──────── Materials provided

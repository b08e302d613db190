pub const IDENTITY_LOADING_LABEL: &str = "Loading identity...";
pub const IDENTITY_ERROR_LABEL: &str = "Error loading identity";

/// Account details reported by the host bridge.
#[derive(Debug, Clone, PartialEq, Eq, Default)]
pub struct Identity {
    pub name: Option<String>,
    pub address: Option<String>,
}

impl Identity {
    /// Name when the account has one registered, otherwise the address.
    pub fn display_label(&self) -> Option<&str> {
        self.name
            .as_deref()
            .filter(|name| !name.trim().is_empty())
            .or_else(|| self.address.as_deref().filter(|addr| !addr.trim().is_empty()))
    }
}
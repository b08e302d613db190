use futures_util::StreamExt;
use reqwest::header::CONTENT_TYPE;

use crate::client::map_reqwest_error;
use crate::{ApiClient, FailureKind, FetchError, FetchOutput};

/// Read access to files of an extracted archive.
#[async_trait::async_trait]
pub trait ArchiveSource: Send + Sync {
    /// Fetches one file. `Ok(None)` means the service answered with a
    /// non-success status, which callers treat as "try the next candidate";
    /// `Err` is a transport failure.
    async fn fetch_file(&self, file_path: &str) -> Result<Option<FetchOutput>, FetchError>;
}

#[async_trait::async_trait]
impl ArchiveSource for ApiClient {
    async fn fetch_file(&self, file_path: &str) -> Result<Option<FetchOutput>, FetchError> {
        let mut endpoint = self.endpoint("archive-content")?;
        endpoint.query_pairs_mut().append_pair("path", file_path);
        let max_bytes = self.settings.max_content_bytes;

        let response = self
            .http
            .get(endpoint)
            .send()
            .await
            .map_err(map_reqwest_error)?;

        let status = response.status();
        if !status.is_success() {
            qapp_logging::qapp_debug!("{} answered {}", file_path, status);
            return Ok(None);
        }

        if let Some(content_len) = response.content_length() {
            if content_len > max_bytes {
                return Err(FetchError::new(
                    FailureKind::TooLarge {
                        max_bytes,
                        actual: Some(content_len),
                    },
                    "archive file too large",
                ));
            }
        }

        let content_type = response
            .headers()
            .get(CONTENT_TYPE)
            .and_then(|value| value.to_str().ok())
            .map(|value| value.to_string());

        let mut bytes = Vec::new();
        let mut stream = response.bytes_stream();
        while let Some(chunk) = stream.next().await {
            let chunk = chunk.map_err(map_reqwest_error)?;
            let next_len = bytes.len() as u64 + chunk.len() as u64;
            if next_len > max_bytes {
                return Err(FetchError::new(
                    FailureKind::TooLarge {
                        max_bytes,
                        actual: Some(next_len),
                    },
                    "archive file too large",
                ));
            }
            bytes.extend_from_slice(&chunk);
        }

        Ok(Some(FetchOutput {
            bytes,
            content_type,
        }))
    }
}
use scraper::{Html, Selector};

/// Text of the first non-empty `<title>`, whitespace-collapsed. Used as the
/// tab caption.
pub fn extract_title(html: &str) -> Option<String> {
    let selector = Selector::parse("title").ok()?;
    let doc = Html::parse_document(html);
    doc.select(&selector)
        .map(|node| {
            node.text()
                .flat_map(str::split_whitespace)
                .collect::<Vec<_>>()
                .join(" ")
        })
        .find(|title| !title.is_empty())
}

────────────────

* [Work instruction]: Return only the number of lines in the records above that include the string "impl".

* [Solved problem]: 2